Stored data entries:
-- Opening Marker --
//! Search-outcome learning and the analytics-learned corrector.
//!
//! After every executed search the caller reports the final query, its result
//! count, whether it succeeded and, if correction changed it, the query as
//! typed. [`AnalyticsStore`] keeps running statistics per normalized query and
//! learns `original → final` replacements from successful corrected searches.
//! [`AnalyticsCorrector`] replays those replacements and, for queries the
//! engine cannot answer, suggests a historically successful look-alike.

use std::collections::{BTreeMap, BTreeSet};
use std::path::{Path, PathBuf};
use std::sync::Arc;
use std::sync::atomic::{AtomicU64, AtomicUsize, Ordering};

use ahash::AHashMap;
use async_trait::async_trait;
use chrono::{DateTime, Utc};
use log::{debug, info, warn};
use parking_lot::{Mutex, RwLock};
use serde::{Deserialize, Serialize};

use crate::analysis::tokenizer::normalize;
use crate::error::{GlossaError, Result};
use crate::persistence::{read_json, write_json_atomic};
use crate::search::SearchEngine;
use crate::spelling::levenshtein::levenshtein_distance_threshold;
use crate::spelling::strategy::{SpellCheckResult, SpellCheckStrategy};

/// Confidence of an exact learned replacement.
pub const LEARNED_CONFIDENCE: f64 = 0.95;

/// Factor applied to a similar query's success rate to get a confidence.
pub const SIMILAR_QUERY_CONFIDENCE_FACTOR: f64 = 0.9;

/// Running statistics of one normalized query.
#[derive(Debug, Clone, PartialEq, Serialize, Deserialize)]
#[serde(rename_all = "camelCase")]
pub struct SearchQueryStats {
    pub query: String,
    pub search_count: u64,
    pub success_count: u64,
    pub total_results: u64,
    pub first_seen: DateTime<Utc>,
    pub last_seen: DateTime<Utc>,
    /// Queries that were corrected into this one and then succeeded.
    #[serde(default)]
    pub corrected_from: BTreeSet<String>,
}

impl SearchQueryStats {
    fn new(query: String, now: DateTime<Utc>) -> Self {
        SearchQueryStats {
            query,
            search_count: 0,
            success_count: 0,
            total_results: 0,
            first_seen: now,
            last_seen: now,
            corrected_from: BTreeSet::new(),
        }
    }

    /// Fraction of searches that succeeded.
    pub fn success_rate(&self) -> f64 {
        if self.search_count == 0 {
            0.0
        } else {
            self.success_count as f64 / self.search_count as f64
        }
    }

    /// Mean number of results per search.
    pub fn average_results(&self) -> f64 {
        if self.search_count == 0 {
            0.0
        } else {
            self.total_results as f64 / self.search_count as f64
        }
    }
}

/// Tuning of the analytics store and similarity lookup.
#[derive(Debug, Clone, PartialEq, Serialize, Deserialize)]
#[serde(default)]
pub struct AnalyticsOptions {
    /// Persist after this many recorded searches; 0 disables periodic flushes.
    pub flush_interval: usize,
    /// Maximum edit distance for a similar historical query.
    pub max_edit_distance: usize,
    /// Minimum success rate for a similar historical query.
    pub min_success_rate: f64,
    /// Minimum number of searches for a similar historical query.
    pub min_searches: u64,
}
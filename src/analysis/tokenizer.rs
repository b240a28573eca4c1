//! Normalization and word tokenization.
//!
//! Tokens are contiguous alphabetic runs (any script), case-folded and
//! filtered by length and stop words. Lengths are measured in characters, not
//! bytes, so Cyrillic and Latin words share the same bounds.
//!
//! # Examples
//!
//! ```
//! use glossa::analysis::tokenizer::{normalize, Tokenizer};
//!
//! assert_eq!(normalize("  Москва "), "москва");
//!
//! let tokenizer = Tokenizer::new();
//! let tokens = tokenizer.tokenize("Машина едет по дороге, машина!");
//! assert!(tokens.contains("машина"));
//! assert!(tokens.contains("дороге"));
//! assert!(!tokens.contains("по"));
//! ```

use std::collections::{BTreeSet, HashSet};
use std::sync::LazyLock;

use regex::Regex;

use crate::analysis::stop_words::StopWords;

/// Default minimum token length in characters.
pub const DEFAULT_MIN_TOKEN_LENGTH: usize = 3;

/// Default maximum token length in characters.
pub const DEFAULT_MAX_TOKEN_LENGTH: usize = 50;

static WORD_PATTERN: LazyLock<Regex> = LazyLock::new(|| {
    Regex::new(r"\p{Alphabetic}+").expect("Word pattern should be valid")
});

/// Normalize text: trim surrounding whitespace and lowercase.
///
/// Total and idempotent; blank input yields an empty string.
pub fn normalize(text: &str) -> String {
    text.trim().to_lowercase()
}

/// A raw word occurrence with its original surface form.
#[derive(Clone, Debug, PartialEq, Eq)]
pub struct Word {
    /// The text as it appeared in the source.
    pub surface: String,
    /// The lowercased text.
    pub normalized: String,
    /// Position among the words of the source text (0-based).
    pub position: usize,
}

impl Word {
    /// Whether the word starts with an uppercase letter.
    pub fn is_capitalized(&self) -> bool {
        self.surface.chars().next().is_some_and(char::is_uppercase)
    }
}

/// Word tokenizer with length bounds and stop-word filtering.
#[derive(Clone, Debug)]
pub struct Tokenizer {
    min_length: usize,
    max_length: usize,
    stop_words: StopWords,
}

impl Tokenizer {
    /// Create a tokenizer with default bounds and the default stop words.
    pub fn new() -> Self {
        Self::with_bounds(DEFAULT_MIN_TOKEN_LENGTH, DEFAULT_MAX_TOKEN_LENGTH)
    }

    /// Create a tokenizer with custom length bounds and the default stop words.
    pub fn with_bounds(min_length: usize, max_length: usize) -> Self {
        Tokenizer {
            min_length,
            max_length,
            stop_words: StopWords::new(),
        }
    }

    /// Replace the stop word set.
    pub fn with_stop_words(mut self, stop_words: StopWords) -> Self {
        self.stop_words = stop_words;
        self
    }

    /// Minimum token length.
    pub fn min_length(&self) -> usize {
        self.min_length
    }

    /// Maximum token length.
    pub fn max_length(&self) -> usize {
        self.max_length
    }

    /// The stop words used by this tokenizer.
    pub fn stop_words(&self) -> &StopWords {
        &self.stop_words
    }

    /// Check whether a normalized word passes the length and stop-word filters.
    pub fn accepts(&self, word: &str) -> bool {
        let len = word.chars().count();
        len >= self.min_length && len <= self.max_length && !self.stop_words.contains(word)
    }

    /// Extract the set of unique tokens from text.
    pub fn tokenize(&self, text: &str) -> BTreeSet<String> {
        WORD_PATTERN
            .find_iter(text)
            .map(|m| normalize(m.as_str()))
            .filter(|w| self.accepts(w))
            .collect()
    }

    /// Extract unique tokens in order of first occurrence.
    pub fn tokenize_ordered(&self, text: &str) -> Vec<String> {
        let mut seen = HashSet::new();
        WORD_PATTERN
            .find_iter(text)
            .map(|m| normalize(m.as_str()))
            .filter(|w| self.accepts(w) && seen.insert(w.clone()))
            .collect()
    }

    /// Every alphabetic run in order, unfiltered, with its surface form.
    pub fn words(&self, text: &str) -> Vec<Word> {
        WORD_PATTERN
            .find_iter(text)
            .enumerate()
            .map(|(position, m)| Word {
                surface: m.as_str().to_string(),
                normalized: normalize(m.as_str()),
                position,
            })
            .collect()
    }
}

impl Default for Tokenizer {
    fn default() -> Self {
        Self::new()
    }
}
//! End-to-end mining scenarios: corpus file in, synonym file out, expansion
//! from the reloaded file.

use std::fs;
use std::io::Write;
use std::sync::Arc;

use glossa::corpus::{Article, load_articles};
use glossa::error::Result;
use glossa::expansion::QueryExpander;
use glossa::synonym::miner::SynonymMiner;
use glossa::synonym::options::MiningOptions;
use glossa::synonym::store::SynonymStore;
use parking_lot::RwLock;
use tempfile::TempDir;

fn medical_corpus() -> Vec<Article> {
    let mut articles = vec![
        Article::new(
            "Медицина",
            "врач осмотрел пациента, потом доктор выписал лекарство"
        );
        4
    ];
    articles.extend(vec![
        Article::new("Погода", "завтра ожидается сильный дождь и ветер");
        3
    ]);
    articles
}

fn write_jsonl(dir: &TempDir, articles: &[Article]) -> std::path::PathBuf {
    let path = dir.path().join("corpus.jsonl");
    let mut file = fs::File::create(&path).unwrap();
    for article in articles {
        writeln!(file, "{}", serde_json::to_string(article).unwrap()).unwrap();
    }
    path
}

#[test]
fn mined_file_drives_expansion() -> Result<()> {
    let dir = TempDir::new().unwrap();
    let corpus_path = write_jsonl(&dir, &medical_corpus());
    let synonyms_path = dir.path().join("data").join("synonyms.json");

    let articles = load_articles(&corpus_path)?;
    assert_eq!(articles.len(), 7);

    let data = SynonymMiner::new(MiningOptions::default())?.mine(&articles);
    assert!(data.statistics.pairs_accepted > 0);
    assert!(data.statistics.pairs_accepted <= data.statistics.total_pairs_considered);
    SynonymStore::from_data(data).save(&synonyms_path)?;

    let raw = fs::read_to_string(&synonyms_path)?;
    assert!(raw.contains("\"confidenceScores\""));
    assert!(raw.contains("\"lastUpdated\""));

    let store = SynonymStore::load(&synonyms_path);
    assert!(store.synonyms_of("врач").contains("доктор"));
    // capitalized in every title, treated as a proper noun
    assert!(!store.synonyms_of("врач").contains("медицина"));

    let expander = QueryExpander::new(Arc::new(RwLock::new(store)));
    let expanded = expander.expand_query("Доктор", Some(0.5));
    let terms: Vec<&str> = expanded.split(' ').collect();
    assert_eq!(terms[0], "доктор");
    assert!(terms.contains(&"врач"));

    Ok(())
}

#[test]
fn collocation_halves_are_not_synonyms() -> Result<()> {
    let articles =
        vec![Article::new("", "холодная война началась после долгого конфликта"); 4];

    let data = SynonymMiner::new(MiningOptions::default())?.mine(&articles);
    assert!(!data.synonyms.get("холодная").is_some_and(|g| g.contains("война")));
    assert!(!data.synonyms.get("война").is_some_and(|g| g.contains("холодная")));
    assert!(data.statistics.rejections.collocation > 0);

    let options = MiningOptions {
        exclude_compound_terms: false,
        ..Default::default()
    };
    let data = SynonymMiner::new(options)?.mine(&articles);
    assert!(data.synonyms["холодная"].contains("война"));

    Ok(())
}

#[test]
fn shared_neighbor_does_not_make_synonyms() -> Result<()> {
    let articles = vec![
        Article::new("", "автомобиль дорога"),
        Article::new("", "машина дорога"),
    ];
    let options = MiningOptions {
        min_similarity_threshold: 0.3,
        min_word_frequency: 1,
        ..Default::default()
    };

    let data = SynonymMiner::new(options)?.mine(&articles);
    assert!(data.synonyms["дорога"].contains("автомобиль"));
    assert!(data.synonyms["дорога"].contains("машина"));
    assert!(!data.synonyms["автомобиль"].contains("машина"));
    assert!(!data.synonyms["машина"].contains("автомобиль"));

    Ok(())
}

#[test]
fn tightening_similarity_never_accepts_more() -> Result<()> {
    let mut articles = medical_corpus();
    articles.push(Article::new("", "врач работает в больнице"));
    articles.push(Article::new("", "доктор приехал на вызов"));

    let mut previous = usize::MAX;
    for threshold in [0.1, 0.3, 0.5, 0.7, 0.9] {
        let options = MiningOptions {
            min_similarity_threshold: threshold,
            min_word_frequency: 1,
            ..Default::default()
        };
        let data = SynonymMiner::new(options)?.mine(&articles);
        assert!(data.statistics.pairs_accepted <= previous);
        previous = data.statistics.pairs_accepted;

        for (anchor, words) in &data.synonyms {
            assert!(!words.contains(anchor));
        }
    }

    Ok(())
}

#[test]
fn remining_replaces_previous_groups() -> Result<()> {
    let dir = TempDir::new().unwrap();
    let path = dir.path().join("synonyms.json");

    let first = SynonymMiner::new(MiningOptions::default())?.mine(&medical_corpus());
    SynonymStore::from_data(first).save(&path)?;

    let articles =
        vec![Article::new("", "снегопад парализовал движение, метель продолжается"); 3];
    let options = MiningOptions {
        exclude_compound_terms: false,
        ..Default::default()
    };
    let second = SynonymMiner::new(options)?.mine(&articles);
    SynonymStore::from_data(second).save(&path)?;

    let store = SynonymStore::load(&path);
    assert!(store.synonyms_of("врач").is_empty());
    assert!(store.synonyms_of("снегопад").contains("метель"));

    Ok(())
}

#[test]
fn corrupt_or_missing_synonym_file_means_no_synonyms() {
    let dir = TempDir::new().unwrap();
    let path = dir.path().join("synonyms.json");
    assert!(SynonymStore::load(&path).is_empty());

    fs::write(&path, "{\"synonyms\": [1, 2").unwrap();
    let store = SynonymStore::load(&path);
    assert!(store.is_empty());

    let expander = QueryExpander::new(Arc::new(RwLock::new(store)));
    assert_eq!(expander.expand_query("врач", None), "врач");
}

#[test]
fn truncated_corpus_mines_zero_groups() -> Result<()> {
    let dir = TempDir::new().unwrap();
    let path = dir.path().join("corpus.json");
    fs::write(&path, r#"[{"title": "a", "#).unwrap();

    let articles = load_articles(&path)?;
    assert!(articles.is_empty());

    let data = SynonymMiner::new(MiningOptions::default())?.mine(&articles);
    assert!(data.synonyms.is_empty());
    assert_eq!(data.statistics.pairs_accepted, 0);

    Ok(())
}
-- Closing Marker --
From the entries, copy out each line containing the word "title".

EXERCISE RESPONSE:
    // capitalized in every title, treated as a proper noun
    fs::write(&path, r#"[{"title": "a", "#).unwrap();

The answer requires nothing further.